Exercise input:
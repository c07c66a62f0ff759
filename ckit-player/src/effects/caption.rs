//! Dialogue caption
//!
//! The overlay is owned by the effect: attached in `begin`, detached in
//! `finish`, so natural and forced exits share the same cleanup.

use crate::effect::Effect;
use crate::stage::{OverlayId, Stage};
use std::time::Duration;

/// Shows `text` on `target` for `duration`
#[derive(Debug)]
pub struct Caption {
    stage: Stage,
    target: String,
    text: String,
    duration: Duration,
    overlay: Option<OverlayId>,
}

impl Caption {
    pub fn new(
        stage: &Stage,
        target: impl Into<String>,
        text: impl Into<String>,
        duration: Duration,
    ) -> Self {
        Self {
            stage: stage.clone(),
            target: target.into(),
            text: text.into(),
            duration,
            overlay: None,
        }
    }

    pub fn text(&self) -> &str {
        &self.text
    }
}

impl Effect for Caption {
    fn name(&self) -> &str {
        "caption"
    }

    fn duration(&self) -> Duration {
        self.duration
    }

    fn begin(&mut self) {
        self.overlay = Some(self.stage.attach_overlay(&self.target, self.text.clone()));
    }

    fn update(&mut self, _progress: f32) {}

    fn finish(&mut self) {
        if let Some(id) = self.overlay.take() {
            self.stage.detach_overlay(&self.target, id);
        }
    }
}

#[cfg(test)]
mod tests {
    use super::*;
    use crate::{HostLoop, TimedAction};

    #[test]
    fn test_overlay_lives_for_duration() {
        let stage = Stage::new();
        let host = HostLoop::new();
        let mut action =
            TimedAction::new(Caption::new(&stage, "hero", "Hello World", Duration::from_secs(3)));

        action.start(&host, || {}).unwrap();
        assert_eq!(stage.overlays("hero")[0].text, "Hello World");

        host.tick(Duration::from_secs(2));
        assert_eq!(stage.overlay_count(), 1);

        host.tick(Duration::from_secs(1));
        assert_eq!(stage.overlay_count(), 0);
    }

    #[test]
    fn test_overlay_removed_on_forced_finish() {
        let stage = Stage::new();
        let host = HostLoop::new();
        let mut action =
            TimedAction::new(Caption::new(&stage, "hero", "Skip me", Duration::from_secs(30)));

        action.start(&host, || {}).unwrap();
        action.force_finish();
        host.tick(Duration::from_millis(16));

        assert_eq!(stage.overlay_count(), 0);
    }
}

What you are asked to do:
Retype the records above so that nothing differs from the original.

Written answer:
repository c07c66a62f0ff759
filename ckit-player/src/effects/caption.rs
//! Dialogue caption
//!
//! The overlay is owned by the effect: attached in `begin`, detached in
//! `finish`, so natural and forced exits share the same cleanup.

use crate::effect::Effect;
use crate::stage::{OverlayId, Stage};
use std::time::Duration;

/// Shows `text` on `target` for `duration`
#[derive(Debug)]
pub struct Caption {
    stage: Stage,
    target: String,
    text: String,
    duration: Duration,
    overlay: Option<OverlayId>,
}

impl Caption {
    pub fn new(
        stage: &Stage,
        target: impl Into<String>,
        text: impl Into<String>,
        duration: Duration,
    ) -> Self {
        Self {
            stage: stage.clone(),
            target: target.into(),
            text: text.into(),
            duration,
            overlay: None,
        }
    }

    pub fn text(&self) -> &str {
        &self.text
    }
}

impl Effect for Caption {
    fn name(&self) -> &str {
        "caption"
    }

    fn duration(&self) -> Duration {
        self.duration
    }

    fn begin(&mut self) {
        self.overlay = Some(self.stage.attach_overlay(&self.target, self.text.clone()));
    }

    fn update(&mut self, _progress: f32) {}

    fn finish(&mut self) {
        if let Some(id) = self.overlay.take() {
            self.stage.detach_overlay(&self.target, id);
        }
    }
}

#[cfg(test)]
mod tests {
    use super::*;
    use crate::{HostLoop, TimedAction};

    #[test]
    fn test_overlay_lives_for_duration() {
        let stage = Stage::new();
        let host = HostLoop::new();
        let mut action =
            TimedAction::new(Caption::new(&stage, "hero", "Hello World", Duration::from_secs(3)));

        action.start(&host, || {}).unwrap();
        assert_eq!(stage.overlays("hero")[0].text, "Hello World");

        host.tick(Duration::from_secs(2));
        assert_eq!(stage.overlay_count(), 1);

        host.tick(Duration::from_secs(1));
        assert_eq!(stage.overlay_count(), 0);
    }

    #[test]
    fn test_overlay_removed_on_forced_finish() {
        let stage = Stage::new();
        let host = HostLoop::new();
        let mut action =
            TimedAction::new(Caption::new(&stage, "hero", "Skip me", Duration::from_secs(30)));

        action.start(&host, || {}).unwrap();
        action.force_finish();
        host.tick(Duration::from_millis(16));

        assert_eq!(stage.overlay_count(), 0);
    }
}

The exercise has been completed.